[Stored data entries]
== Segment start ==

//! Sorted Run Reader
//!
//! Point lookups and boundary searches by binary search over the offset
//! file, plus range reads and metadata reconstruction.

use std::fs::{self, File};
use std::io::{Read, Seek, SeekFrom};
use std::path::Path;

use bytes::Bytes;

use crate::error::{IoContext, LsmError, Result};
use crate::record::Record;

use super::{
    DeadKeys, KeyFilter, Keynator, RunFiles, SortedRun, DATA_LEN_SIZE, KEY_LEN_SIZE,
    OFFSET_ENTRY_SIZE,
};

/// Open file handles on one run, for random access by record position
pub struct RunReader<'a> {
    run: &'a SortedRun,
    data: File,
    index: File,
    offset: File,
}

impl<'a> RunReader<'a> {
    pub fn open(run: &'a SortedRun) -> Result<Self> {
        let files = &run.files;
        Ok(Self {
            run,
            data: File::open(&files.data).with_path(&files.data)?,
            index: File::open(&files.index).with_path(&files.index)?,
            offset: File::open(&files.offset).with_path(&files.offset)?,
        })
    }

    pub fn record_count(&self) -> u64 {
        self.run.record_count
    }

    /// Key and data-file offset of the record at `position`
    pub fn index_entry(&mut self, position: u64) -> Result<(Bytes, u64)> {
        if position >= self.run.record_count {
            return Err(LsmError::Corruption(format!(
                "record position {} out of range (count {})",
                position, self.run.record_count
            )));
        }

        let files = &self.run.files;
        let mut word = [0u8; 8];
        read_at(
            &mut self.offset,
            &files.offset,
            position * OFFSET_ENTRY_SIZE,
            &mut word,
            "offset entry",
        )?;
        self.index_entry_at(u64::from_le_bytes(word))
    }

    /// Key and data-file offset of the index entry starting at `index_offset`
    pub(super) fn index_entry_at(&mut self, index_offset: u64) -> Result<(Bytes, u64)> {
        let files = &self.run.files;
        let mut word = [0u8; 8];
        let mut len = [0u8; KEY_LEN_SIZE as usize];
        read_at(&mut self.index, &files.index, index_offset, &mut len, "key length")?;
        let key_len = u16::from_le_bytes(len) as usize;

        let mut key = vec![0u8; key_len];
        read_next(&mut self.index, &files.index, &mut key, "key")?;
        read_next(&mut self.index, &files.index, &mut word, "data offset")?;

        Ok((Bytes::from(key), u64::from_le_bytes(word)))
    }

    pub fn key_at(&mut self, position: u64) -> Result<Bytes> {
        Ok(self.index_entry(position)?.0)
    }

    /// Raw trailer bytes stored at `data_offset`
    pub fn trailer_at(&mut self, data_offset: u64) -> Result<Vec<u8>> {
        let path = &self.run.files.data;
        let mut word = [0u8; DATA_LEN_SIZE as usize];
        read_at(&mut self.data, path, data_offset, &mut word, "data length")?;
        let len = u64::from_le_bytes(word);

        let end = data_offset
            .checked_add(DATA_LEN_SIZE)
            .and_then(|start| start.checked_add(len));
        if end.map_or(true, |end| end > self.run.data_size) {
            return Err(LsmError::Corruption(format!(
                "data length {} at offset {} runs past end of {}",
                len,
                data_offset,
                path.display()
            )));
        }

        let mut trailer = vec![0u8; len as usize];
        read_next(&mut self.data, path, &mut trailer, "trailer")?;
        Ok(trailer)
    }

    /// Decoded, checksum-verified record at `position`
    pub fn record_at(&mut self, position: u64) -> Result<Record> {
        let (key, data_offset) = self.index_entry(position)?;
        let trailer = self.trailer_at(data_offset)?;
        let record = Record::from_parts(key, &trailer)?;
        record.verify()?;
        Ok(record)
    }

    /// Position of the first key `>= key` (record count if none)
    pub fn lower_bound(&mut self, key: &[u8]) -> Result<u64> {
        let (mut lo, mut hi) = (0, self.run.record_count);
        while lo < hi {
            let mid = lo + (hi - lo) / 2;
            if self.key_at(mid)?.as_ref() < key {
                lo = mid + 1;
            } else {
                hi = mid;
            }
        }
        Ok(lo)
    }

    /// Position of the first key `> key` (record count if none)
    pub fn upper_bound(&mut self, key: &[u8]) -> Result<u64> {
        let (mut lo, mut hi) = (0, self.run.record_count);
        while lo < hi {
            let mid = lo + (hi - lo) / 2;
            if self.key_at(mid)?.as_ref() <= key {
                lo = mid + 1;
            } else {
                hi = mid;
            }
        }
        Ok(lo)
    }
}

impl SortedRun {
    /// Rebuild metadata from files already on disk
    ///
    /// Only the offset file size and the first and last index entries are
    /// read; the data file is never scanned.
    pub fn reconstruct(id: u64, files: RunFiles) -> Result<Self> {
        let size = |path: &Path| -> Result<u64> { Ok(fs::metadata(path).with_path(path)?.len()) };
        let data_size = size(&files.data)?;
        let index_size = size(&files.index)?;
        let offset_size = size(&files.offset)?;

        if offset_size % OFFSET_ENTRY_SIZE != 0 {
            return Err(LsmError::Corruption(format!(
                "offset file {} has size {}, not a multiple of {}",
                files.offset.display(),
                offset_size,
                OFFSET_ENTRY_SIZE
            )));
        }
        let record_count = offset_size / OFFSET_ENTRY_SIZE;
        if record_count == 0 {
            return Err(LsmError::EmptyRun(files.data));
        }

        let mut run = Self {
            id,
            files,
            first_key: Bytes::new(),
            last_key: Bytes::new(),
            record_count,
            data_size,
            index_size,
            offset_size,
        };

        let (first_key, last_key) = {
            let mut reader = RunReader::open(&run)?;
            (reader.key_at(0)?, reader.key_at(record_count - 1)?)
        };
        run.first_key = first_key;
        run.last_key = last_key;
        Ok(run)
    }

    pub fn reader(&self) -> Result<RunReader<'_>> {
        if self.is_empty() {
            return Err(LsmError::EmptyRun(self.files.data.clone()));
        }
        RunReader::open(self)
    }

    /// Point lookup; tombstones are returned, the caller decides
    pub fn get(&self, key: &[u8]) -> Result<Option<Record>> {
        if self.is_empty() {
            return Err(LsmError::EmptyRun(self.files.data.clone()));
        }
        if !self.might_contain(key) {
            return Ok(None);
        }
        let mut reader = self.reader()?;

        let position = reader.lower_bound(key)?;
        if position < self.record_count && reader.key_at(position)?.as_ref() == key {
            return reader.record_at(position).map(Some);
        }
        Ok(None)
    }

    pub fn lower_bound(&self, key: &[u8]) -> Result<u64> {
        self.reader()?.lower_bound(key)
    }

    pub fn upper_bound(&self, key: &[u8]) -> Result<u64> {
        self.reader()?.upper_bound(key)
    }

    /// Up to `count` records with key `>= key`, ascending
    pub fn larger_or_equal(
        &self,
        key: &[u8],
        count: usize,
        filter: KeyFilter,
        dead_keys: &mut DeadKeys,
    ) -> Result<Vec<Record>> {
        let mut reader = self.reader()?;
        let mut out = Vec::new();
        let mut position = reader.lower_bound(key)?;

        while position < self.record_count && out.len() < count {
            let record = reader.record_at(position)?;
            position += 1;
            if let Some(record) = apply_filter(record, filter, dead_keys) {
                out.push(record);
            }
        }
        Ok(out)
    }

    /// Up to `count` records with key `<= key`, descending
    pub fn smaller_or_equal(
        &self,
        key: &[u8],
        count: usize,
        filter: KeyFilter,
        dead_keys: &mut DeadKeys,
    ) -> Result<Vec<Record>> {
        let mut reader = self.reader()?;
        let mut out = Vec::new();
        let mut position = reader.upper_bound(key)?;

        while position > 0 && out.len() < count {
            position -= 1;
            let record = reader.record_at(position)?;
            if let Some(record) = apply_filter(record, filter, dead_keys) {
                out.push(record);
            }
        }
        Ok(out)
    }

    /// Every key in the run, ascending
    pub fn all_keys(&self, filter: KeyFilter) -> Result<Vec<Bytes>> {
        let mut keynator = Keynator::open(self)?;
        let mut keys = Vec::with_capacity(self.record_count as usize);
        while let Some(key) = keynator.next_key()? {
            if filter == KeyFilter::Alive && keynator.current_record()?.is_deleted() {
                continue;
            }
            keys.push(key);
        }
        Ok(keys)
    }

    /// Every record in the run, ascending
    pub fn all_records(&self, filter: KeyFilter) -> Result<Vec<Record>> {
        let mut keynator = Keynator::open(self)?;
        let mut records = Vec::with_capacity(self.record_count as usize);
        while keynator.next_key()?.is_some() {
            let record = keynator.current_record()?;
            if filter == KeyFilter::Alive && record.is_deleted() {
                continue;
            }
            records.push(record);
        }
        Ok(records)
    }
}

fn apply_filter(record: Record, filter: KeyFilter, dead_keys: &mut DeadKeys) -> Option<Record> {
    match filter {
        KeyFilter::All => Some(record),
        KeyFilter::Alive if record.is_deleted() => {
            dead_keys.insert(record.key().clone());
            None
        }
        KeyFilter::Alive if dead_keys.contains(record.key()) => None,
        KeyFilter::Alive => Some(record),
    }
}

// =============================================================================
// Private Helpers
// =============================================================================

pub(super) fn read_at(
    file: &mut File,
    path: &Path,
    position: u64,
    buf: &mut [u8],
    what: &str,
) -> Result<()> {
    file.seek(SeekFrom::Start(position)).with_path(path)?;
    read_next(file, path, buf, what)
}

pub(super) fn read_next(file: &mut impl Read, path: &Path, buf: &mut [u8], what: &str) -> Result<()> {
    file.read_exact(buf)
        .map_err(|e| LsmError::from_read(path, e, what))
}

== Segment end ==
== Segment start ==

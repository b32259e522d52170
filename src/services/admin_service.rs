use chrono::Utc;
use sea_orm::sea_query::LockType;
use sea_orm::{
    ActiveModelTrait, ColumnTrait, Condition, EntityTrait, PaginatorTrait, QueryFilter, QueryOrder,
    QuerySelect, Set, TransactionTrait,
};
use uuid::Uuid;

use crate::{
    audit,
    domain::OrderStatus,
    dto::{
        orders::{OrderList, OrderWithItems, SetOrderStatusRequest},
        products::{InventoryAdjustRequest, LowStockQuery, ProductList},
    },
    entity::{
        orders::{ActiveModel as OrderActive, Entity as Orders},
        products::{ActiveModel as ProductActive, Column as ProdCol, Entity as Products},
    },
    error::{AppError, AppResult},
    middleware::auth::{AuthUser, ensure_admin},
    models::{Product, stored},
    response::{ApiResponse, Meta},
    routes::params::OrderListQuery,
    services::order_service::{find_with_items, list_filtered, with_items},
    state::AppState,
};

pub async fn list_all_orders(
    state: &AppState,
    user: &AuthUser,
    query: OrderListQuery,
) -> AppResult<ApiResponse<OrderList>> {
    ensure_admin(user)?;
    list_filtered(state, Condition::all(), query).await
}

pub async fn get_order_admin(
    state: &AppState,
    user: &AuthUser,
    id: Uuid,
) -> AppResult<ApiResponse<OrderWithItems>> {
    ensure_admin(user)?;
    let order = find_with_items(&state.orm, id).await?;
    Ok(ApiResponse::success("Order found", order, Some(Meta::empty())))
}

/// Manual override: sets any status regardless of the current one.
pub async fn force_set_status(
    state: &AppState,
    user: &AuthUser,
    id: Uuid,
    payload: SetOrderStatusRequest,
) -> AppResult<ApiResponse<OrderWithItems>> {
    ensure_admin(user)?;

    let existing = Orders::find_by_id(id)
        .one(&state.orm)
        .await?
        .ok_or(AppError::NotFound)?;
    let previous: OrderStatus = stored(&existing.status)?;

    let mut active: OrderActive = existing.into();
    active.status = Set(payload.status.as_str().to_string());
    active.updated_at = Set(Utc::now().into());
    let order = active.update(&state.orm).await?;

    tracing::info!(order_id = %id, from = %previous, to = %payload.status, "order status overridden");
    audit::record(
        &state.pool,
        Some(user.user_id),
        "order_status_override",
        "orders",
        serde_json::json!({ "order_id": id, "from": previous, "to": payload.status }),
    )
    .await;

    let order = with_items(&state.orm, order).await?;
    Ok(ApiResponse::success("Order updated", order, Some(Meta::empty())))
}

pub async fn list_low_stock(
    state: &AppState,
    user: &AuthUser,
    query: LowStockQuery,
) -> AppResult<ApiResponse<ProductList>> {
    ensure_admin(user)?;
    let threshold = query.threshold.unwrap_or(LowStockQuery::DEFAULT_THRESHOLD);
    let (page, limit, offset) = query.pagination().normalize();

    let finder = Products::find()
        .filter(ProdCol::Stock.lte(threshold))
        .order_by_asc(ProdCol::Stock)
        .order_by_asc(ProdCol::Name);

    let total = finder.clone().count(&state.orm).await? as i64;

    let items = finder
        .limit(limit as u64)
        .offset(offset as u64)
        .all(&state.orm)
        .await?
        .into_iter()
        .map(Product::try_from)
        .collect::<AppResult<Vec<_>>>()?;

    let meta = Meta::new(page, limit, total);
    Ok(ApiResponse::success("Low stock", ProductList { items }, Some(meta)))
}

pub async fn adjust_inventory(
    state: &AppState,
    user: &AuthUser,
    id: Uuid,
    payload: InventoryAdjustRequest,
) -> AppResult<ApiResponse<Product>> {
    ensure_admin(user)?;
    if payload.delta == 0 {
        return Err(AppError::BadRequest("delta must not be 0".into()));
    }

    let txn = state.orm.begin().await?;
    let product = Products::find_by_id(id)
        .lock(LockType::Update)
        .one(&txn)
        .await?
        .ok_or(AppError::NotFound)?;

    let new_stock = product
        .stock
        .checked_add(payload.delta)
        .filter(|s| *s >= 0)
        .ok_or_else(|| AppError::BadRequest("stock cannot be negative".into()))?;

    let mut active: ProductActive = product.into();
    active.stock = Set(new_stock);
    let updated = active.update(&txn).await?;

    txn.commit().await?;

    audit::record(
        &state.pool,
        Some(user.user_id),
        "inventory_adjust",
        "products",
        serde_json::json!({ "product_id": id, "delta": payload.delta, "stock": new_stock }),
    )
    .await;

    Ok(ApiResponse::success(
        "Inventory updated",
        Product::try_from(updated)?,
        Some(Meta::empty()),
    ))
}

== Segment end ==

For each line above that includes "DeadKeys", copy the line.

▸ **THE COMPLETED TASK**:
    DeadKeys, KeyFilter, Keynator, RunFiles, SortedRun, DATA_LEN_SIZE, KEY_LEN_SIZE,
        dead_keys: &mut DeadKeys,
        dead_keys: &mut DeadKeys,
fn apply_filter(record: Record, filter: KeyFilter, dead_keys: &mut DeadKeys) -> Option<Record> {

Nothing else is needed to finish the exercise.